On December 19, 2020, plans were announced for a protest event in Washington, D.C., on January 6, 2021, which protest would coincide with Congress’s certification of the Electoral College vote.

On or before December 20, 2020, Tarrio approached Donohoe and solicited his interest in joining the leadership of a new chapter of the Proud Boys, called the Ministry of Self Defense (“MOSD”). Donohoe understood from Tarrio that the new chapter would be focused on the planning and execution of national rallies and would consist of hand-selected “rally” boys. Donohoe felt privileged to be included and agreed to participate.

Close to every other filing in the January 6 case that mentions the announcement of these plans actually cites what was taken as the formal announcement: Trump’s tweet, in response to which hundreds if not thousands of rioters began to make plans to come to DC.

Peter Navarro releases 36-page report alleging election fraud ‘more than sufficient’ to swing victory to Trump https://t.co/D8KrMHnFdK . A great report by Peter. Statistically impossible to have lost the 2020 Election. Big protest in D.C. on January 6th. Be there, will be wild!

The import of that December 19 tweet was clear even in real time; the NYT and WaPo recently returned to the central role it plays in a great number of January 6 cases.

But this statement of offense instead presents what was viewed as an order from Trump in the passive voice: “Plans were announced.” Trump announced those plans, as every other charging document makes clear.

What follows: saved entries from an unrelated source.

use msgraph_abstractions::request_information::JSON_CONTENT_TYPE;
use msgraph_abstractions::{GraphResult, HttpMethod, RequestConfiguration, RequestInformation};

use crate::models::{
    odata_error_mappings, WorkbookTable, WorkbookTableCollectionResponse, WorkbookTableColumn,
    WorkbookTableColumnCollectionResponse, WorkbookTableRow, WorkbookTableRowCollectionResponse,
};
use crate::query::{
    CollectionRequestConfiguration, ItemRequestConfiguration, COLLECTION_QUERY, ITEM_QUERY,
    NO_QUERY,
};

request_builder!(TablesRequestBuilder, COLLECTION_QUERY);

impl TablesRequestBuilder {
    /// Navigate to a table by id or by name.
    pub fn by_workbook_table_id(&self, table_id: impl Into<String>) -> TableItemRequestBuilder {
        self.child_with(
            "/{workbookTable%2Did}",
            "workbookTable%2Did",
            table_id.into(),
            TableItemRequestBuilder::new,
        )
    }

    pub async fn get(
        &self,
        config: Option<&CollectionRequestConfiguration>,
    ) -> GraphResult<Option<WorkbookTableCollectionResponse>> {
        let info = self.to_get_request_information(config)?;
        self.base.adapter().send(info, Some(&odata_error_mappings())).await
    }

    pub async fn post(
        &self,
        body: &WorkbookTable,
        config: Option<&RequestConfiguration>,
    ) -> GraphResult<Option<WorkbookTable>> {
        let info = self.to_post_request_information(body, config)?;
        self.base.adapter().send(info, Some(&odata_error_mappings())).await
    }

    pub fn to_get_request_information(
        &self,
        config: Option<&CollectionRequestConfiguration>,
    ) -> GraphResult<RequestInformation> {
        self.base.to_request_information(HttpMethod::Get, config)
    }

    pub fn to_post_request_information(
        &self,
        body: &WorkbookTable,
        config: Option<&RequestConfiguration>,
    ) -> GraphResult<RequestInformation> {
        let mut info = self.base.to_request_information(HttpMethod::Post, config)?;
        info.set_content_from_parsable(self.base.adapter(), JSON_CONTENT_TYPE, body)?;
        Ok(info)
    }
}

request_builder!(TableItemRequestBuilder, ITEM_QUERY);

impl TableItemRequestBuilder {
    pub fn rows(&self) -> RowsRequestBuilder {
        self.child("/rows", RowsRequestBuilder::new)
    }

    pub fn columns(&self) -> ColumnsRequestBuilder {
        self.child("/columns", ColumnsRequestBuilder::new)
    }

    pub async fn get(&self, config: Option<&ItemRequestConfiguration>) -> GraphResult<Option<WorkbookTable>> {
        let info = self.to_get_request_information(config)?;
        self.base.adapter().send(info, Some(&odata_error_mappings())).await
    }

    pub async fn patch(
        &self,
        body: &WorkbookTable,
        config: Option<&RequestConfiguration>,
    ) -> GraphResult<Option<WorkbookTable>> {
        let info = self.to_patch_request_information(body, config)?;
        self.base.adapter().send(info, Some(&odata_error_mappings())).await
    }

    pub async fn delete(&self, config: Option<&RequestConfiguration>) -> GraphResult<()> {
        let info = self.to_delete_request_information(config)?;
        self.base
            .adapter()
            .send_no_content(info, Some(&odata_error_mappings()))
            .await
    }

    pub fn to_get_request_information(
        &self,
        config: Option<&ItemRequestConfiguration>,
    ) -> GraphResult<RequestInformation> {
        self.base.to_request_information(HttpMethod::Get, config)
    }

    pub fn to_patch_request_information(
        &self,
        body: &WorkbookTable,
        config: Option<&RequestConfiguration>,
    ) -> GraphResult<RequestInformation> {
        let mut info = self.base.to_request_information(HttpMethod::Patch, config)?;
        info.set_content_from_parsable(self.base.adapter(), JSON_CONTENT_TYPE, body)?;
        Ok(info)
    }

    pub fn to_delete_request_information(
        &self,
        config: Option<&RequestConfiguration>,
    ) -> GraphResult<RequestInformation> {
        self.base.to_request_information(HttpMethod::Delete, config)
    }
}

// ── Rows ────────────────────────────────────────────────────────────────

request_builder!(RowsRequestBuilder, COLLECTION_QUERY);

impl RowsRequestBuilder {
    pub fn by_workbook_table_row_id(&self, row_id: impl Into<String>) -> RowItemRequestBuilder {
        self.child_with(
            "/{workbookTableRow%2Did}",
            "workbookTableRow%2Did",
            row_id.into(),
            RowItemRequestBuilder::new,
        )
    }

    /// The row at a zero-based position in the table body.
    pub fn item_at_with_index(&self, index: i32) -> RowAtRequestBuilder {
        self.child_with("/itemAt(index={index})", "index", index.to_string(), RowAtRequestBuilder::new)
    }

    pub async fn get(
        &self,
        config: Option<&CollectionRequestConfiguration>,
    ) -> GraphResult<Option<WorkbookTableRowCollectionResponse>> {
        let info = self.to_get_request_information(config)?;
        self.base.adapter().send(info, Some(&odata_error_mappings())).await
    }

    /// Append a row; `values` is a 2D array with one inner array.
    pub async fn post(
        &self,
        body: &WorkbookTableRow,
        config: Option<&RequestConfiguration>,
    ) -> GraphResult<Option<WorkbookTableRow>> {
        let info = self.to_post_request_information(body, config)?;
        self.base.adapter().send(info, Some(&odata_error_mappings())).await
    }

    pub fn to_get_request_information(
        &self,
        config: Option<&CollectionRequestConfiguration>,
    ) -> GraphResult<RequestInformation> {
        self.base.to_request_information(HttpMethod::Get, config)
    }

    pub fn to_post_request_information(
        &self,
        body: &WorkbookTableRow,
        config: Option<&RequestConfiguration>,
    ) -> GraphResult<RequestInformation> {
        let mut info = self.base.to_request_information(HttpMethod::Post, config)?;
        info.set_content_from_parsable(self.base.adapter(), JSON_CONTENT_TYPE, body)?;
        Ok(info)
    }
}

request_builder!(RowItemRequestBuilder, ITEM_QUERY);

impl RowItemRequestBuilder {
    pub async fn get(&self, config: Option<&ItemRequestConfiguration>) -> GraphResult<Option<WorkbookTableRow>> {
        let info = self.to_get_request_information(config)?;
        self.base.adapter().send(info, Some(&odata_error_mappings())).await
    }

    pub async fn patch(
        &self,
        body: &WorkbookTableRow,
        config: Option<&RequestConfiguration>,
    ) -> GraphResult<Option<WorkbookTableRow>> {
        let info = self.to_patch_request_information(body, config)?;
        self.base.adapter().send(info, Some(&odata_error_mappings())).await
    }

    pub async fn delete(&self, config: Option<&RequestConfiguration>) -> GraphResult<()> {
        let info = self.to_delete_request_information(config)?;
        self.base
            .adapter()
            .send_no_content(info, Some(&odata_error_mappings()))
            .await
    }

    pub fn to_get_request_information(
        &self,
        config: Option<&ItemRequestConfiguration>,
    ) -> GraphResult<RequestInformation> {
        self.base.to_request_information(HttpMethod::Get, config)
    }

    pub fn to_patch_request_information(
        &self,
        body: &WorkbookTableRow,
        config: Option<&RequestConfiguration>,
    ) -> GraphResult<RequestInformation> {
        let mut info = self.base.to_request_information(HttpMethod::Patch, config)?;
        info.set_content_from_parsable(self.base.adapter(), JSON_CONTENT_TYPE, body)?;
        Ok(info)
    }

    pub fn to_delete_request_information(
        &self,
        config: Option<&RequestConfiguration>,
    ) -> GraphResult<RequestInformation> {
        self.base.to_request_information(HttpMethod::Delete, config)
    }
}

request_builder!(RowAtRequestBuilder, NO_QUERY);

impl RowAtRequestBuilder {
    pub async fn get(&self, config: Option<&RequestConfiguration>) -> GraphResult<Option<WorkbookTableRow>> {
        let info = self.to_get_request_information(config)?;
        self.base.adapter().send(info, Some(&odata_error_mappings())).await
    }

    pub fn to_get_request_information(
        &self,
        config: Option<&RequestConfiguration>,
    ) -> GraphResult<RequestInformation> {
        self.base.to_request_information(HttpMethod::Get, config)
    }
}

// ── Columns ─────────────────────────────────────────────────────────────

request_builder!(ColumnsRequestBuilder, COLLECTION_QUERY);

impl ColumnsRequestBuilder {
    pub fn by_workbook_table_column_id(&self, column_id: impl Into<String>) -> ColumnItemRequestBuilder {
        self.child_with(
            "/{workbookTableColumn%2Did}",
            "workbookTableColumn%2Did",
            column_id.into(),
            ColumnItemRequestBuilder::new,
        )
    }

    /// The column at a zero-based position in the table.
    pub fn item_at_with_index(&self, index: i32) -> ColumnAtRequestBuilder {
        self.child_with("/itemAt(index={index})", "index", index.to_string(), ColumnAtRequestBuilder::new)
    }

    pub async fn get(
        &self,
        config: Option<&CollectionRequestConfiguration>,
    ) -> GraphResult<Option<WorkbookTableColumnCollectionResponse>> {
        let info = self.to_get_request_information(config)?;
        self.base.adapter().send(info, Some(&odata_error_mappings())).await
    }

    pub async fn post(
        &self,
        body: &WorkbookTableColumn,
        config: Option<&RequestConfiguration>,
    ) -> GraphResult<Option<WorkbookTableColumn>> {
        let info = self.to_post_request_information(body, config)?;
        self.base.adapter().send(info, Some(&odata_error_mappings())).await
    }

    pub fn to_get_request_information(
        &self,
        config: Option<&CollectionRequestConfiguration>,
    ) -> GraphResult<RequestInformation> {
        self.base.to_request_information(HttpMethod::Get, config)
    }

    pub fn to_post_request_information(
        &self,
        body: &WorkbookTableColumn,
        config: Option<&RequestConfiguration>,
    ) -> GraphResult<RequestInformation> {
        let mut info = self.base.to_request_information(HttpMethod::Post, config)?;
        info.set_content_from_parsable(self.base.adapter(), JSON_CONTENT_TYPE, body)?;
        Ok(info)
    }
}

request_builder!(ColumnItemRequestBuilder, ITEM_QUERY);

impl ColumnItemRequestBuilder {
    pub async fn get(
        &self,
        config: Option<&ItemRequestConfiguration>,
    ) -> GraphResult<Option<WorkbookTableColumn>> {
        let info = self.to_get_request_information(config)?;
        self.base.adapter().send(info, Some(&odata_error_mappings())).await
    }

    pub async fn patch(
        &self,
        body: &WorkbookTableColumn,
        config: Option<&RequestConfiguration>,
    ) -> GraphResult<Option<WorkbookTableColumn>> {
        let info = self.to_patch_request_information(body, config)?;
        self.base.adapter().send(info, Some(&odata_error_mappings())).await
    }

    pub async fn delete(&self, config: Option<&RequestConfiguration>) -> GraphResult<()> {
        let info = self.to_delete_request_information(config)?;
        self.base
            .adapter()
            .send_no_content(info, Some(&odata_error_mappings()))
            .await
    }

    pub fn to_get_request_information(
        &self,
        config: Option<&ItemRequestConfiguration>,
    ) -> GraphResult<RequestInformation> {
        self.base.to_request_information(HttpMethod::Get, config)
    }

    pub fn to_patch_request_information(
        &self,
        body: &WorkbookTableColumn,
        config: Option<&RequestConfiguration>,
    ) -> GraphResult<RequestInformation> {
        let mut info = self.base.to_request_information(HttpMethod::Patch, config)?;
        info.set_content_from_parsable(self.base.adapter(), JSON_CONTENT_TYPE, body)?;
        Ok(info)
    }

    pub fn to_delete_request_information(
        &self,
        config: Option<&RequestConfiguration>,
    ) -> GraphResult<RequestInformation> {
        self.base.to_request_information(HttpMethod::Delete, config)
    }
}

request_builder!(ColumnAtRequestBuilder, NO_QUERY);

impl ColumnAtRequestBuilder {
    pub async fn get(&self, config: Option<&RequestConfiguration>) -> GraphResult<Option<WorkbookTableColumn>> {
        let info = self.to_get_request_information(config)?;
        self.base.adapter().send(info, Some(&odata_error_mappings())).await
    }

    pub fn to_get_request_information(
        &self,
        config: Option<&RequestConfiguration>,
    ) -> GraphResult<RequestInformation> {
        self.base.to_request_information(HttpMethod::Get, config)
    }
}

// ═══════════════════════════════════════════════════════════════════════
//  Tests
// ═══════════════════════════════════════════════════════════════════════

And the next day, in response to that announcement, Tarrio started building that top-down hierarchical structure that would go on to intentionally assault the Capitol and cops.

There are many things this statement of offense does with that masterful use of the passive voice. It implicates, without mentioning, people like Peter Navarro and Ali Alexander, the former because he was mentioned in the tweet and the latter because he was organizing it. The statement of offense makes clear that Tarrio told Donohoe and other Ministry of Self Defense leaders about what their plan was, but doesn’t reveal what he has shared, particularly what he shared about direct planning with people close to Trump. Indeed, the language of the statement of offense leaves open the possibility that Tarrio was moving on this even before the public launch of the riot by Trump.

But most importantly, without naming him, this structure puts Trump at the head of that hierarchy that bears top-down responsibility for the intentional violence and damage in the service of obstructing the vote certification.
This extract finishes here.